In both cases, said Mr. Adams, healing requires engaging in “an argument with yourself to restore the truth.”
Common sense and sanity would be reviled by this mind-numbing stupidity. Lawsuits have resulted in several cases. However, using its significant political clout and lobbying influence, the Christian Science church have successfully promoted religious exemptions into law in more than 40 states, in order to protect those followers that are charged with child abuse and neglect for relying solely on prayer for curing the child of an illness, thereby endangering the child's safety. Small wonder, then, that the strongest criticism of the church has come from the medical establishment, notably the American Academy of Pediatrics, which has been fighting to end those exemptions without much success - a testament to the church's clout and financial power. To add insult to injury, the Christian Science church has been lobbying hard in recent years to convince lawmakers that its prayer therapy is a valid approach to medical care, never mind the absolute lack of evidence, and that it should be covered by insurance companies and included in health care legislation.
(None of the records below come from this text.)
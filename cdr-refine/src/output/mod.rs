//! Output writers
//!
//! A finished `Refinement` is written as a set of files into one directory:
//! the refined table, the excluded rows, rows without usable coordinates,
//! a KMZ of crash markers and an HTML map report.

mod map;
mod markers;
mod tables;

pub use map::{write_map_report, MapCounts};
pub use markers::{write_markers, Placemark};
pub use tables::{write_excluded_table, write_invalid_table, write_refined_table};

use crate::boundary::Polygon;
use crate::config::ResolvedConfig;
use crate::engine::Refinement;
use serde::Serialize;
use std::path::Path;
use thiserror::Error;

/// Map report file name, fixed so front ends can link to it
pub const MAP_REPORT_NAME: &str = "Crash Data Refiner Map Report.html";

/// Rows without valid coordinates
pub const INVALID_TABLE_NAME: &str = "Crashes Without Valid Lat-Long Data.csv";

#[derive(Debug, Error)]
pub enum OutputError {
    #[error("IO error: {0}")]
    Io(#[from] std::io::Error),

    #[error("CSV error: {0}")]
    Csv(#[from] csv::Error),

    #[error("KMZ error: {0}")]
    Zip(#[from] zip::result::ZipError),

    #[error("JSON error: {0}")]
    Json(#[from] serde_json::Error),

    #[error("Output cancelled")]
    Cancelled,
}

/// One written file
#[derive(Debug, Clone, PartialEq, Eq, Serialize)]
pub struct OutputFile {
    pub name: String,
    pub size: u64,
}

impl OutputFile {
    pub fn from_path(path: &Path) -> Result<Self, OutputError> {
        let name = path
            .file_name()
            .map(|n| n.to_string_lossy().into_owned())
            .unwrap_or_default();
        let size = std::fs::metadata(path)?.len();
        Ok(Self { name, size })
    }
}

/// What a writer produced
#[derive(Debug, Clone, Default, PartialEq, Eq, Serialize)]
#[serde(rename_all = "camelCase")]
pub struct Manifest {
    pub files: Vec<OutputFile>,
    pub placemarks: Option<usize>,
    pub map_report: Option<String>,
}

/// Everything a writer needs for one run
pub struct OutputContext<'a> {
    pub refinement: &'a Refinement,
    pub polygon: &'a Polygon,
    pub config: &'a ResolvedConfig,
    /// Input file stem used to name outputs
    pub stem: &'a str,
    pub dir: &'a Path,
}

/// Called after each file; returning an error stops the writer
pub type Checkpoint<'a> = dyn FnMut(&OutputFile) -> Result<(), OutputError> + 'a;

pub trait OutputWriter: Send + Sync {
    fn write(
        &self,
        ctx: &OutputContext<'_>,
        checkpoint: &mut Checkpoint<'_>,
    ) -> Result<Manifest, OutputError>;
}

/// Writes the standard file set
#[derive(Debug, Clone, Copy, Default)]
pub struct FileOutputWriter;

pub fn refined_table_name(stem: &str) -> String {
    format!("{stem}_refined.csv")
}

pub fn excluded_table_name(stem: &str) -> String {
    format!("{stem}_excluded.csv")
}

pub fn markers_name(stem: &str) -> String {
    format!("{stem}_Crash Data.kmz")
}

impl OutputWriter for FileOutputWriter {
    fn write(
        &self,
        ctx: &OutputContext<'_>,
        checkpoint: &mut Checkpoint<'_>,
    ) -> Result<Manifest, OutputError> {
        let mut manifest = Manifest::default();
        let refinement = ctx.refinement;

        let path = ctx.dir.join(refined_table_name(ctx.stem));
        write_refined_table(&path, &refinement.columns, &refinement.kept)?;
        record(&path, &mut manifest, checkpoint)?;

        let path = ctx.dir.join(excluded_table_name(ctx.stem));
        write_excluded_table(&path, &refinement.columns, refinement)?;
        record(&path, &mut manifest, checkpoint)?;

        let path = ctx.dir.join(INVALID_TABLE_NAME);
        write_invalid_table(&path, &refinement.columns, &refinement.excluded)?;
        record(&path, &mut manifest, checkpoint)?;

        let path = ctx.dir.join(markers_name(ctx.stem));
        let placemarks = write_markers(
            &path,
            &refinement.kept,
            &ctx.config.latitude,
            &ctx.config.longitude,
            ctx.config.label_order,
        )?;
        manifest.placemarks = Some(placemarks);
        record(&path, &mut manifest, checkpoint)?;

        let path = ctx.dir.join(MAP_REPORT_NAME);
        let report = &refinement.report;
        write_map_report(
            &path,
            ctx.polygon,
            &refinement.kept,
            &ctx.config.latitude,
            &ctx.config.longitude,
            MapCounts {
                included: report.kept_rows,
                excluded: report.excluded_outside_boundary,
                invalid: report.excluded_invalid_coordinate,
            },
        )?;
        manifest.map_report = Some(MAP_REPORT_NAME.to_string());
        record(&path, &mut manifest, checkpoint)?;

        Ok(manifest)
    }
}

fn record(
    path: &Path,
    manifest: &mut Manifest,
    checkpoint: &mut Checkpoint<'_>,
) -> Result<(), OutputError> {
    let file = OutputFile::from_path(path)?;
    checkpoint(&file)?;
    manifest.files.push(file);
    Ok(())
}
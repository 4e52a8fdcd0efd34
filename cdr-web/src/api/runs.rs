//! Run API handlers
//!
//! POST /api/run, GET /api/runs, DELETE /api/runs, GET /api/run/{id}, GET /api/run/{id}/log,
//! GET /api/run/{id}/result, POST /api/run/{id}/cancel, DELETE /api/run/{id},
//! GET /api/run/{id}/download/{file}, GET /api/run/{id}/view/{file}

use axum::{
    extract::{Multipart, Path, Query, Request, State},
    http::{header, HeaderValue, StatusCode},
    response::{IntoResponse, Response},
    routing::{get, post},
    Json, Router,
};
use cdr_refine::config::LabelOrder;
use cdr_refine::orchestrator::{LogPage, RunSnapshot, RunStatus, RunSummary};
use cdr_refine::source::guess_lat_lon;
use cdr_refine::RunRequest;
use chrono::{DateTime, Utc};
use serde::{Deserialize, Serialize};
use std::path::PathBuf;
use std::sync::Arc;
use std::time::Duration;
use tower::ServiceExt;
use tower_http::services::ServeFile;
use uuid::Uuid;

use super::preview::headers_of;
use super::upload::{discard_dir, receive, Upload};
use crate::{ApiError, ApiResult, AppState};

/// How often the upload janitor checks for run completion
const CLEANUP_POLL: Duration = Duration::from_millis(500);

/// POST /api/run response
#[derive(Debug, Serialize)]
#[serde(rename_all = "camelCase")]
pub struct StartRunResponse {
    pub run_id: Uuid,
    pub status: RunStatus,
    pub created_at: DateTime<Utc>,
    pub lat_column: String,
    pub lon_column: String,
}

/// POST /api/run/{id}/cancel and DELETE /api/run/{id} response
#[derive(Debug, Serialize)]
#[serde(rename_all = "camelCase")]
pub struct RunActionResponse {
    pub run_id: Uuid,
    pub message: String,
}

/// DELETE /api/runs response
#[derive(Debug, Serialize)]
pub struct ClearRunsResponse {
    pub cleared: usize,
}

#[derive(Debug, Deserialize)]
pub struct LogQuery {
    #[serde(default)]
    pub since: u64,
}

fn parse_label_order(raw: &str) -> ApiResult<LabelOrder> {
    match raw {
        "source" => Ok(LabelOrder::Source),
        "west_to_east" => Ok(LabelOrder::WestToEast),
        "south_to_north" => Ok(LabelOrder::SouthToNorth),
        other => Err(ApiError::BadRequest(format!("Unknown label order: {other}"))),
    }
}

/// POST /api/run
///
/// Multipart fields: `data_file`, `boundary_file`, optional `lat_column`,
/// `lon_column` and `label_order`. Missing coordinate columns are guessed
/// from the data file's headers. Returns 202 with the new run id.
pub async fn start_run(
    State(state): State<AppState>,
    multipart: Multipart,
) -> ApiResult<(StatusCode, Json<StartRunResponse>)> {
    if let Some(active) = state.orchestrator.active() {
        return Err(ApiError::Conflict(format!(
            "A run is already in progress: {active}"
        )));
    }

    let upload = receive(&state.upload_root, multipart).await?;
    match submit(&state, &upload).await {
        Ok(response) => {
            spawn_upload_cleanup(&state, response.run_id, upload.dir);
            Ok((StatusCode::ACCEPTED, Json(response)))
        }
        Err(e) => {
            upload.discard();
            Err(e)
        }
    }
}

async fn submit(state: &AppState, upload: &Upload) -> ApiResult<StartRunResponse> {
    let data = upload.require_data()?;
    let boundary = upload.require_boundary()?;

    let mut lat = upload.field("lat_column").map(str::to_string);
    let mut lon = upload.field("lon_column").map(str::to_string);
    if lat.is_none() || lon.is_none() {
        let guess = guess_lat_lon(&headers_of(data.to_path_buf()).await?);
        lat = lat.or(guess.latitude);
        lon = lon.or(guess.longitude);
    }
    let (Some(lat), Some(lon)) = (lat, lon) else {
        return Err(ApiError::BadRequest(
            "Could not determine the latitude/longitude columns; choose them explicitly"
                .to_string(),
        ));
    };

    let mut config = state.refinement.as_ref().clone().with_coordinates(&lat, &lon);
    if let Some(order) = upload.field("label_order") {
        config.label_order = parse_label_order(order)?;
    }

    let request = RunRequest::from_files(data, boundary, config)?;
    let run_id = state.orchestrator.submit(request)?;
    let snapshot = state.orchestrator.snapshot(run_id)?;

    tracing::info!(
        run_id = %run_id,
        data_file = %snapshot.inputs.data_file,
        boundary_file = %snapshot.inputs.boundary_file,
        "Run started from upload"
    );

    Ok(StartRunResponse {
        run_id,
        status: snapshot.status,
        created_at: snapshot.created_at,
        lat_column: lat,
        lon_column: lon,
    })
}

/// Remove a run's uploaded inputs once it has finished
fn spawn_upload_cleanup(state: &AppState, run_id: Uuid, dir: PathBuf) {
    let orchestrator = Arc::clone(&state.orchestrator);
    tokio::spawn(async move {
        // NotFound means the run was cleared; the inputs are unused either way
        let _ = orchestrator.wait(run_id, CLEANUP_POLL).await;
        discard_dir(&dir);
        tracing::debug!(run_id = %run_id, "Removed uploaded inputs");
    });
}

/// GET /api/runs
pub async fn list_runs(State(state): State<AppState>) -> Json<Vec<RunSnapshot>> {
    Json(state.orchestrator.list())
}

/// DELETE /api/runs
///
/// Forgets every finished run; a pending or running run is kept.
pub async fn clear_finished_runs(State(state): State<AppState>) -> Json<ClearRunsResponse> {
    let cleared = state.orchestrator.clear_finished();
    tracing::info!(cleared, "Cleared finished runs");
    Json(ClearRunsResponse { cleared })
}

/// GET /api/run/{id}
pub async fn get_run(
    State(state): State<AppState>,
    Path(run_id): Path<Uuid>,
) -> ApiResult<Json<RunSnapshot>> {
    Ok(Json(state.orchestrator.snapshot(run_id)?))
}

/// GET /api/run/{id}/log?since=N
pub async fn get_run_log(
    State(state): State<AppState>,
    Path(run_id): Path<Uuid>,
    Query(query): Query<LogQuery>,
) -> ApiResult<Json<LogPage>> {
    Ok(Json(state.orchestrator.poll_log(run_id, query.since)?))
}

/// GET /api/run/{id}/result
pub async fn get_run_result(
    State(state): State<AppState>,
    Path(run_id): Path<Uuid>,
) -> ApiResult<Json<RunSummary>> {
    Ok(Json(state.orchestrator.get_result(run_id)?))
}

/// POST /api/run/{id}/cancel
pub async fn cancel_run(
    State(state): State<AppState>,
    Path(run_id): Path<Uuid>,
) -> ApiResult<Json<RunActionResponse>> {
    state.orchestrator.cancel(run_id)?;
    tracing::info!(run_id = %run_id, "Cancellation requested via API");

    Ok(Json(RunActionResponse {
        run_id,
        message: "Cancellation requested".to_string(),
    }))
}

/// DELETE /api/run/{id}
pub async fn clear_run(
    State(state): State<AppState>,
    Path(run_id): Path<Uuid>,
) -> ApiResult<Json<RunActionResponse>> {
    state.orchestrator.clear(run_id)?;

    Ok(Json(RunActionResponse {
        run_id,
        message: "Run cleared".to_string(),
    }))
}

async fn serve_published(
    state: &AppState,
    run_id: Uuid,
    file_name: &str,
    disposition: &str,
    request: Request,
) -> ApiResult<Response> {
    let path = state.orchestrator.published_file(run_id, file_name)?;
    let mut response = match ServeFile::new(&path).oneshot(request).await {
        Ok(response) => response.into_response(),
        Err(never) => match never {},
    };

    let quoted = file_name.replace(['"', '\\'], "_");
    if let Ok(value) = HeaderValue::from_str(&format!("{disposition}; filename=\"{quoted}\"")) {
        response
            .headers_mut()
            .insert(header::CONTENT_DISPOSITION, value);
    }
    Ok(response)
}

/// GET /api/run/{id}/download/{file}
pub async fn download_file(
    State(state): State<AppState>,
    Path((run_id, file_name)): Path<(Uuid, String)>,
    request: Request,
) -> ApiResult<Response> {
    serve_published(&state, run_id, &file_name, "attachment", request).await
}

/// GET /api/run/{id}/view/{file}
pub async fn view_file(
    State(state): State<AppState>,
    Path((run_id, file_name)): Path<(Uuid, String)>,
    request: Request,
) -> ApiResult<Response> {
    serve_published(&state, run_id, &file_name, "inline", request).await
}

pub fn run_routes() -> Router<AppState> {
    Router::new()
        .route("/api/run", post(start_run))
        .route("/api/runs", get(list_runs).delete(clear_finished_runs))
        .route("/api/run/:id", get(get_run).delete(clear_run))
        .route("/api/run/:id/log", get(get_run_log))
        .route("/api/run/:id/result", get(get_run_result))
        .route("/api/run/:id/cancel", post(cancel_run))
        .route("/api/run/:id/download/:file", get(download_file))
        .route("/api/run/:id/view/:file", get(view_file))
}
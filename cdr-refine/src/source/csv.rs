use super::{is_blank_record, RowSource, SourceError};
use crate::model::RawTable;
use std::fs::File;
use std::path::{Path, PathBuf};

const UTF8_BOM: &str = "\u{feff}";

/// CSV file with a header row
#[derive(Debug, Clone)]
pub struct CsvSource {
    path: PathBuf,
}

impl CsvSource {
    pub fn new(path: &Path) -> Self {
        Self {
            path: path.to_path_buf(),
        }
    }

    fn reader(&self) -> Result<::csv::Reader<File>, SourceError> {
        let file = File::open(&self.path)?;
        Ok(::csv::ReaderBuilder::new()
            .flexible(true)
            .has_headers(false)
            .from_reader(file))
    }
}

fn clean_header(raw: &str, first: bool) -> String {
    let text = if first { raw.trim_start_matches(UTF8_BOM) } else { raw };
    text.trim().to_string()
}

impl RowSource for CsvSource {
    fn read(&self) -> Result<RawTable, SourceError> {
        let mut reader = self.reader()?;
        let mut records = reader.records();

        let headers = match records.next() {
            Some(first) => first?
                .iter()
                .enumerate()
                .map(|(i, h)| clean_header(h, i == 0))
                .collect(),
            None => Vec::new(),
        };

        let mut rows = Vec::new();
        for record in records {
            let record: Vec<String> = record?.iter().map(str::to_string).collect();
            if !is_blank_record(&record) {
                rows.push(record);
            }
        }

        tracing::debug!(path = %self.path.display(), rows = rows.len(), "Read CSV");
        Ok(RawTable::new(headers, rows))
    }

    fn headers(&self) -> Result<Vec<String>, SourceError> {
        let mut reader = self.reader()?;
        match reader.records().next() {
            Some(first) => Ok(first?
                .iter()
                .enumerate()
                .map(|(i, h)| clean_header(h, i == 0))
                .collect()),
            None => Ok(Vec::new()),
        }
    }
}
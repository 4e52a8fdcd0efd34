//! Multipart upload handling
//!
//! Each request gets its own directory under the upload root. File fields
//! are written there under their sanitized client file name; every other
//! field is kept as text.

use axum::extract::Multipart;
use cdr_common::config::ensure_directory;
use cdr_refine::source::{is_boundary_file, is_data_file, BOUNDARY_EXTENSIONS, DATA_EXTENSIONS};
use std::collections::HashMap;
use std::path::{Path, PathBuf};
use tracing::{debug, warn};
use uuid::Uuid;

use crate::{ApiError, ApiResult};

pub const DATA_FIELD: &str = "data_file";
pub const BOUNDARY_FIELD: &str = "boundary_file";

/// Files and fields received in one request
#[derive(Debug)]
pub struct Upload {
    pub dir: PathBuf,
    pub data_file: Option<PathBuf>,
    pub boundary_file: Option<PathBuf>,
    pub fields: HashMap<String, String>,
}

impl Upload {
    /// Non-blank text field
    pub fn field(&self, name: &str) -> Option<&str> {
        self.fields
            .get(name)
            .map(|v| v.trim())
            .filter(|v| !v.is_empty())
    }

    pub fn require_data(&self) -> ApiResult<&Path> {
        self.data_file
            .as_deref()
            .ok_or_else(|| ApiError::BadRequest("Missing crash data file".to_string()))
    }

    pub fn require_boundary(&self) -> ApiResult<&Path> {
        self.boundary_file
            .as_deref()
            .ok_or_else(|| ApiError::BadRequest("Missing boundary file".to_string()))
    }

    /// Remove the upload directory
    pub fn discard(&self) {
        discard_dir(&self.dir);
    }
}

pub fn discard_dir(dir: &Path) {
    if let Err(e) = std::fs::remove_dir_all(dir) {
        if e.kind() != std::io::ErrorKind::NotFound {
            warn!(path = %dir.display(), error = %e, "Failed to remove upload directory");
        }
    }
}

/// Final path component of a client-supplied file name
fn sanitize_file_name(raw: &str) -> Option<String> {
    let name = raw.rsplit(['/', '\\']).next()?.trim();
    if name.is_empty() || name == "." || name == ".." {
        return None;
    }
    Some(name.to_string())
}

fn check_extension(field: &str, name: &str) -> ApiResult<()> {
    let path = Path::new(name);
    let (ok, allowed) = match field {
        DATA_FIELD => (is_data_file(path), DATA_EXTENSIONS),
        _ => (is_boundary_file(path), BOUNDARY_EXTENSIONS),
    };
    if ok {
        Ok(())
    } else {
        Err(ApiError::BadRequest(format!(
            "Unsupported file '{}'; expected one of: {}",
            name,
            allowed
                .iter()
                .map(|e| format!(".{e}"))
                .collect::<Vec<_>>()
                .join(", ")
        )))
    }
}

/// Store a multipart body under a fresh upload directory
pub async fn receive(upload_root: &Path, multipart: Multipart) -> ApiResult<Upload> {
    let dir = ensure_directory(&upload_root.join(Uuid::new_v4().to_string()))?;
    let mut upload = Upload {
        dir,
        data_file: None,
        boundary_file: None,
        fields: HashMap::new(),
    };

    match read_fields(&mut upload, multipart).await {
        Ok(()) => Ok(upload),
        Err(e) => {
            upload.discard();
            Err(e)
        }
    }
}

async fn read_fields(upload: &mut Upload, mut multipart: Multipart) -> ApiResult<()> {
    while let Some(field) = multipart.next_field().await? {
        let Some(name) = field.name().map(str::to_string) else {
            continue;
        };

        if name == DATA_FIELD || name == BOUNDARY_FIELD {
            let file_name = field
                .file_name()
                .and_then(sanitize_file_name)
                .ok_or_else(|| ApiError::BadRequest(format!("Field '{name}' has no file name")))?;
            check_extension(&name, &file_name)?;

            let bytes = field.bytes().await?;
            if bytes.is_empty() {
                return Err(ApiError::BadRequest(format!("Uploaded file '{file_name}' is empty")));
            }

            let path = upload.dir.join(&file_name);
            tokio::fs::write(&path, &bytes).await?;
            debug!(field = %name, file = %file_name, bytes = bytes.len(), "Stored upload");

            if name == DATA_FIELD {
                upload.data_file = Some(path);
            } else {
                upload.boundary_file = Some(path);
            }
        } else {
            let text = field.text().await?;
            upload.fields.insert(name, text);
        }
    }
    Ok(())
}

#[cfg(test)]
mod tests {
    use super::*;

    #[test]
    fn test_sanitize_file_name() {
        assert_eq!(sanitize_file_name("crashes.csv").as_deref(), Some("crashes.csv"));
        assert_eq!(sanitize_file_name("../../etc/passwd").as_deref(), Some("passwd"));
        assert_eq!(sanitize_file_name(r"C:\Users\me\area.kmz").as_deref(), Some("area.kmz"));
        assert_eq!(sanitize_file_name(".."), None);
        assert_eq!(sanitize_file_name("dir/"), None);
    }

    #[test]
    fn test_extension_check() {
        assert!(check_extension(DATA_FIELD, "crashes.XLSX").is_ok());
        assert!(check_extension(DATA_FIELD, "area.kmz").is_err());
        assert!(check_extension(BOUNDARY_FIELD, "area.kml").is_ok());
        assert!(check_extension(BOUNDARY_FIELD, "crashes.csv").is_err());
    }

    #[test]
    fn test_data_and_boundary_extensions_are_disjoint() {
        // Stored uploads share a directory; distinct extensions keep their names apart
        for ext in DATA_EXTENSIONS {
            assert!(!BOUNDARY_EXTENSIONS.contains(ext), "{ext}");
        }
    }
}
In the legal challenges that the church has been embroiled in, its lawyers often use the First Amendment argument, seeking to blur the line between religious conduct and religious beliefs. None of those, however, take into account the truly horrific facts of the neglect and abuse, resulting in death, of several children born to Christian Scientist parents.

In 2008, in the aftermath of the preventable death of a Wisconsin child (of Christian Scientist parents) from lack of proper medical care, a Wall Street Journal article cited a 1998 study published in the journal Pediatrics, by Rita Swan, president of Children's Healthcare Is a Legal Duty, and Seth Asser, a Rhode Island pediatrician, which reported that 172 children died with no medical care because of religious reasons in the two decades after states began exempting faith healing. The researchers found that in most cases, the death was from preventable causes, and 140 children out of 172 in the study had a greater than 90% chance of survival if they had been treated medically. "Some of the religious defenses to felonies are a chilling betrayal of children," said Ms. Swan. She should know. She is a former Christian Scientist who lost a child to spinal meningitis in 1977 after initially relying on church practitioners before finally seeking medical help.

Me, I can only hope for the return of sanity and rationality to this country. Perhaps, some day; but I am not holding my breath.